SEOUL, Jul. 24 (Korea Bizwire) — Kumho Asiana Group, a South Korean airline-to-petrochemical conglomerate, looks set to begin the process of selling its airline unit this week as part of broad restructuring efforts, industry sources said Wednesday.
“The group is likely to give a public bidding notice on Thursday or Friday to sell its entire 33.5 percent stake in Asiana Airlines Inc. held by its construction unit Kumho Industrial Co.,” a person familiar with the matter told Yonhap News Agency.
The airline stake up for sale is valued at 448 billion won (US$380 million) based on Wednesday’s closing price.

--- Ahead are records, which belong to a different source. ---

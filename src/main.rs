//! Countdown Keeper - A state-managed HTTP server for countdown timers
//!
//! This is the main entry point for the countdown-keeper application.

use std::sync::Arc;
use tokio::net::TcpListener;
use tracing::info;

use countdown_keeper::{
    api::create_router,
    config::Config,
    state::{AppState, TimerEngine},
    storage::{FileStore, TimerRepository},
    tasks::completion_alert_task,
    utils::shutdown_signal,
};

#[tokio::main]
async fn main() -> anyhow::Result<()> {
    let config = Config::parse();

    // Initialize tracing with appropriate log level
    tracing_subscriber::fmt()
        .with_env_filter(format!("countdown_keeper={},tower_http=info", config.log_level()))
        .init();

    info!("Starting countdown-keeper server v{}", env!("CARGO_PKG_VERSION"));
    info!("Configuration: host={}, port={}, data_dir={}, tick={}ms",
          config.host, config.port, config.data_dir.display(), config.tick_ms);

    // Open persistence and restore the last saved timers
    let store = FileStore::open(&config.data_dir).await?;
    let repository = TimerRepository::new(Arc::new(store));
    let engine = TimerEngine::new(repository, config.tick_period());
    engine.load().await;

    // Surface completions as they happen
    tokio::spawn(completion_alert_task(Arc::clone(&engine)));

    let state = Arc::new(AppState::new(Arc::clone(&engine), config.port, config.host.clone()));
    let app = create_router(state);

    // Bind to the specified address
    let addr = config.address();
    let listener = TcpListener::bind(&addr).await?;

    info!("Server running on http://{}", addr);
    info!("Endpoints:");
    info!("  GET  /timers            - List timers (?category=)");
    info!("  POST /timers            - Create a timer");
    info!("  GET  /timers/grouped    - Timers grouped by category");
    info!("  GET  /timers/:id        - Get one timer");
    info!("  POST /timers/:id/start  - Start a countdown");
    info!("  POST /timers/:id/pause  - Pause a countdown");
    info!("  POST /timers/:id/reset  - Reset a timer");
    info!("  GET  /history           - Completion history (?category=)");
    info!("  GET  /status            - Timer counts and uptime");
    info!("  GET  /health            - Health check");

    // Setup graceful shutdown
    let server = axum::serve(listener, app);

    tokio::select! {
        result = server => {
            if let Err(e) = result {
                tracing::error!("Server error: {}", e);
            }
        }
        _ = shutdown_signal() => {
            info!("Shutdown signal received");
        }
    }

    engine.shutdown().await;
    info!("Server shutdown complete");
    Ok(())
}
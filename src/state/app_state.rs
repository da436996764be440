//! Server-level application state

use std::{sync::Arc, time::Instant};

use super::TimerEngine;

/// State shared with every HTTP handler
pub struct AppState {
    pub engine: Arc<TimerEngine>,
    /// Server metadata
    pub start_time: Instant,
    pub port: u16,
    pub host: String,
}

impl AppState {
    pub fn new(engine: Arc<TimerEngine>, port: u16, host: String) -> Self {
        Self {
            engine,
            start_time: Instant::now(),
            port,
            host,
        }
    }

    /// Calculate server uptime as a formatted string
    pub fn get_uptime(&self) -> String {
        format_uptime(self.start_time.elapsed().as_secs())
    }
}

fn format_uptime(total_secs: u64) -> String {
    let hours = total_secs / 3600;
    let minutes = (total_secs % 3600) / 60;
    let seconds = total_secs % 60;

    if hours > 0 {
        format!("{}h {}m {}s", hours, minutes, seconds)
    } else if minutes > 0 {
        format!("{}m {}s", minutes, seconds)
    } else {
        format!("{}s", seconds)
    }
}
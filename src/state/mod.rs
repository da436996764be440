//! State management module
//!
//! Timer and history records, the timer engine that owns their live state,
//! and the server-level application state wrapping it.

pub mod app_state;
pub mod engine;
pub mod history;
pub mod recorder;
pub mod timer;

// Re-export main types
pub use app_state::AppState;
pub use engine::{TickOutcome, TimerEngine};
pub use history::HistoryEntry;
pub use recorder::HistoryRecorder;
pub use timer::{group_by_category, Category, NewTimer, Timer, TimerId, TimerStatus};
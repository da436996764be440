//! Completion history records

use chrono::{DateTime, Utc};
use serde::{Deserialize, Serialize};

use super::timer::{Category, Timer};

/// Immutable record of one timer completion
///
/// Serialized as the timer's own fields plus `completionTime`.
#[derive(Debug, Clone, PartialEq, Serialize, Deserialize)]
#[serde(rename_all = "camelCase")]
pub struct HistoryEntry {
    #[serde(flatten)]
    pub timer: Timer,
    pub completion_time: DateTime<Utc>,
}

impl HistoryEntry {
    /// Capture a timer as it was at the moment it completed
    pub fn completed(timer: &Timer, completion_time: DateTime<Utc>) -> Self {
        Self {
            timer: timer.clone(),
            completion_time,
        }
    }

    pub fn category(&self) -> Category {
        self.timer.category
    }
}

#[cfg(test)]
mod tests {
    use chrono::TimeZone;

    use super::*;
    use crate::state::timer::{NewTimer, TimerStatus};

    #[test]
    fn serializes_flat_with_iso_completion_time() {
        let timer = Timer::create(NewTimer::new("Focus", 1, Category::Study))
            .unwrap()
            .with_status(TimerStatus::Running)
            .ticked();
        let at = Utc.with_ymd_and_hms(2023, 8, 25, 10, 30, 0).unwrap();
        let entry = HistoryEntry::completed(&timer, at);

        let json = serde_json::to_value(&entry).unwrap();
        assert_eq!(json["name"], "Focus");
        assert_eq!(json["status"], "Completed");
        assert_eq!(json["remainingTime"], 0);
        assert_eq!(json["completionTime"], "2023-08-25T10:30:00Z");

        let back: HistoryEntry = serde_json::from_value(json).unwrap();
        assert_eq!(back, entry);
    }
}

Asiana shares jumped 6 percent to 6,520 won, far outperforming the broader KOSPI’s 0.9 percent decline.
If the management premium is added, the acquisition price reportedly could be at least 1 trillion won and as much as 2.5 trillion won.
The accounting firm Ernst & Young has conducted due diligence on Asiana Airlines.

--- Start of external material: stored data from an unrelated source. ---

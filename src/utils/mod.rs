//! Utility functions module
//!
//! This module contains utility functions used throughout the application.

pub mod signals;

// Re-export main functions
pub use signals::shutdown_signal;
//! Unified error type for the domain layer
//!
//! Keeps request validation failures in one place so the API layer can map
//! them to client errors without matching on strings.

use thiserror::Error;

/// Unified error type for domain operations
#[derive(Debug, Error, Clone, PartialEq, Eq)]
pub enum DomainError {
    /// Validation failed (e.g., field values outside allowed ranges)
    #[error("Validation failed: {0}")]
    Validation(String),
}

impl DomainError {
    /// Creates a validation error for invariant violations.
    ///
    /// Use this when a brief or regeneration request carries values the
    /// generator cannot work with:
    /// - Values outside allowed ranges
    /// - A step index that points past the end of the quest
    /// - A missing step index for a step regeneration
    pub fn validation(msg: impl Into<String>) -> Self {
        Self::Validation(msg.into())
    }
}

#[cfg(test)]
mod tests {
    use super::*;

    #[test]
    fn test_validation_error() {
        let err = DomainError::validation("number_of_steps must be between 3 and 8");
        assert!(matches!(err, DomainError::Validation(_)));
        assert_eq!(
            err.to_string(),
            "Validation failed: number_of_steps must be between 3 and 8"
        );
    }
}
//! OpenAI chat-completion client
//!
//! Speaks the `/v1/chat/completions` wire protocol, so any OpenAI-compatible
//! endpoint works by overriding `OPENAI_BASE_URL`.

use async_trait::async_trait;
use reqwest::Client;
use serde::{Deserialize, Serialize};
use std::time::Duration;

use crate::infrastructure::ports::{
    FinishReason, LlmError, LlmPort, LlmRequest, LlmResponse, MessageRole, TokenUsage,
};
use crate::infrastructure::settings::{ConfigError, Settings};

/// Client for an OpenAI-compatible chat-completion API
#[derive(Debug, Clone)]
pub struct OpenAiClient {
    client: Client,
    base_url: String,
    model: String,
    api_key: String,
}

impl OpenAiClient {
    /// Build a client from settings.
    ///
    /// Fails when the API key is missing: generation can never succeed
    /// without a credential, and a startup error beats a 401 at request time.
    pub fn new(settings: &Settings) -> Result<Self, ConfigError> {
        let api_key = settings.api_key.clone().ok_or(ConfigError::MissingApiKey)?;

        // Completion requests can be slow; the timeout is generous and configurable.
        let client = Client::builder()
            .timeout(Duration::from_secs(settings.llm_timeout_secs))
            .build()
            .unwrap_or_else(|_| Client::new());

        Ok(Self {
            client,
            base_url: settings.base_url.trim_end_matches('/').to_string(),
            model: settings.model.clone(),
            api_key,
        })
    }
}

#[async_trait]
impl LlmPort for OpenAiClient {
    async fn complete(&self, request: LlmRequest) -> Result<LlmResponse, LlmError> {
        let api_request = ChatCompletionRequest {
            model: self.model.clone(),
            messages: build_messages(&request),
            temperature: request.temperature,
        };

        let response = self
            .client
            .post(format!("{}/v1/chat/completions", self.base_url))
            .bearer_auth(&self.api_key)
            .json(&api_request)
            .send()
            .await
            .map_err(|e| LlmError::RequestFailed(e.to_string()))?;

        if !response.status().is_success() {
            let status = response.status();
            let error_text = response
                .text()
                .await
                .map_err(|e| LlmError::RequestFailed(e.to_string()))?;
            return Err(LlmError::RequestFailed(format!("{status}: {error_text}")));
        }

        let api_response: ChatCompletionResponse = response
            .json()
            .await
            .map_err(|e| LlmError::InvalidResponse(e.to_string()))?;

        convert_response(api_response)
    }
}

fn build_messages(request: &LlmRequest) -> Vec<WireMessage> {
    request
        .messages
        .iter()
        .map(|msg| WireMessage {
            role: match msg.role {
                MessageRole::System => "system",
                MessageRole::User => "user",
            }
            .to_string(),
            content: Some(msg.content.clone()),
        })
        .collect()
}

fn convert_response(response: ChatCompletionResponse) -> Result<LlmResponse, LlmError> {
    let choice = response
        .choices
        .into_iter()
        .next()
        .ok_or_else(|| LlmError::InvalidResponse("No choices in completion response".to_string()))?;

    let finish_reason = match choice.finish_reason.as_deref() {
        Some("stop") => FinishReason::Stop,
        Some("length") => FinishReason::Length,
        Some("content_filter") => FinishReason::ContentFilter,
        _ => FinishReason::Unknown,
    };

    Ok(LlmResponse {
        content: choice.message.content.unwrap_or_default(),
        finish_reason,
        usage: response.usage.map(|u| TokenUsage {
            prompt_tokens: u.prompt_tokens,
            completion_tokens: u.completion_tokens,
            total_tokens: u.total_tokens,
        }),
    })
}

// =============================================================================
// Wire types
// =============================================================================

#[derive(Debug, Serialize)]
struct ChatCompletionRequest {
    model: String,
    messages: Vec<WireMessage>,
    #[serde(skip_serializing_if = "Option::is_none")]
    temperature: Option<f32>,
}

#[derive(Debug, Default, Serialize, Deserialize)]
struct WireMessage {
    role: String,
    #[serde(skip_serializing_if = "Option::is_none")]
    content: Option<String>,
}

#[derive(Debug, Deserialize)]
struct ChatCompletionResponse {
    choices: Vec<Choice>,
    usage: Option<Usage>,
}

#[derive(Debug, Default, Deserialize)]
struct Choice {
    message: WireMessage,
    finish_reason: Option<String>,
}

#[derive(Debug, Deserialize)]
struct Usage {
    prompt_tokens: u32,
    completion_tokens: u32,
    total_tokens: u32,
}

#[cfg(test)]
mod tests {
    use super::*;

    fn settings(api_key: Option<&str>) -> Settings {
        Settings {
            api_key: api_key.map(String::from),
            model: "gpt-4o-mini".to_string(),
            base_url: "https://api.openai.com/".to_string(),
            llm_timeout_secs: 5,
            server_host: "127.0.0.1".to_string(),
            server_port: 3000,
        }
    }

    #[test]
    fn test_missing_api_key_is_a_config_error() {
        let err = OpenAiClient::new(&settings(None)).unwrap_err();
        assert!(matches!(err, ConfigError::MissingApiKey));
        assert!(err.to_string().contains("OPENAI_API_KEY"));
    }

    #[test]
    fn test_base_url_trailing_slash_is_trimmed() {
        let client = OpenAiClient::new(&settings(Some("sk-test"))).unwrap();
        assert_eq!(client.base_url, "https://api.openai.com");
    }

    #[test]
    fn test_request_serializes_both_roles() {
        use crate::infrastructure::ports::ChatMessage;

        let request = LlmRequest::new(vec![
            ChatMessage::system("You design quests."),
            ChatMessage::user("Design one."),
        ])
        .with_temperature(0.8);

        let wire = build_messages(&request);
        assert_eq!(wire.len(), 2);
        assert_eq!(wire[0].role, "system");
        assert_eq!(wire[1].role, "user");

        let body = serde_json::to_value(ChatCompletionRequest {
            model: "gpt-4o-mini".to_string(),
            messages: wire,
            temperature: request.temperature,
        })
        .unwrap();
        let temperature = body["temperature"].as_f64().unwrap();
        assert!((temperature - 0.8).abs() < 1e-6);
        assert_eq!(body["messages"][0]["role"], "system");
    }

    #[test]
    fn test_convert_response_takes_first_choice() {
        let response = ChatCompletionResponse {
            choices: vec![Choice {
                message: WireMessage {
                    role: "assistant".to_string(),
                    content: Some("{\"title\": \"x\"}".to_string()),
                },
                finish_reason: Some("stop".to_string()),
            }],
            usage: Some(Usage {
                prompt_tokens: 100,
                completion_tokens: 50,
                total_tokens: 150,
            }),
        };

        let converted = convert_response(response).unwrap();
        assert_eq!(converted.content, "{\"title\": \"x\"}");
        assert_eq!(converted.finish_reason, FinishReason::Stop);
        assert_eq!(converted.usage.unwrap().total_tokens, 150);
    }

    #[test]
    fn test_empty_choices_is_invalid_response() {
        let response = ChatCompletionResponse {
            choices: vec![],
            usage: None,
        };
        let err = convert_response(response).unwrap_err();
        assert!(matches!(err, LlmError::InvalidResponse(_)));
    }
}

It remains to be seen whether Credit Suisse, the sole advisor to the deal, will send proposal requests to companies who appear to have an interest in acquiring the airline, he said.
When contacted by Yonhap, Credit Suisse declined to comment.
Conglomerates such as SK, CJ, Hanwha and Aekyung have been mentioned as potential bidders for the country’s second-biggest full-service carrier after Korean Air Lines Co., though they have denied the rumors or said they will look at the deal.
In 2018, Asiana Airlines and its main creditor, the state-run Korea Development Bank (KDB), signed a deal that required the carrier to secure liquidity through sales of assets and other means.
The KDB-led creditors and Kumho Industrial have said they are planning to sell Asiana Airlines together with its two budget carrier units — Air Seoul Inc. which is wholly owned by the airline and 46-percent owned Air Busan Co.
But they left room for the possibility that Asiana and the two low-cost carriers could be sold separately if such a request arises during the bidding process.
Last year, the airline swung to a net loss of 10.4 billion won from a net profit of 248 billion won a year earlier due to currency-related losses and increased jet fuel costs.
It owes financial institutions a total of 2.7 trillion won in short-term obligations, with 660 billion won of loans maturing this year.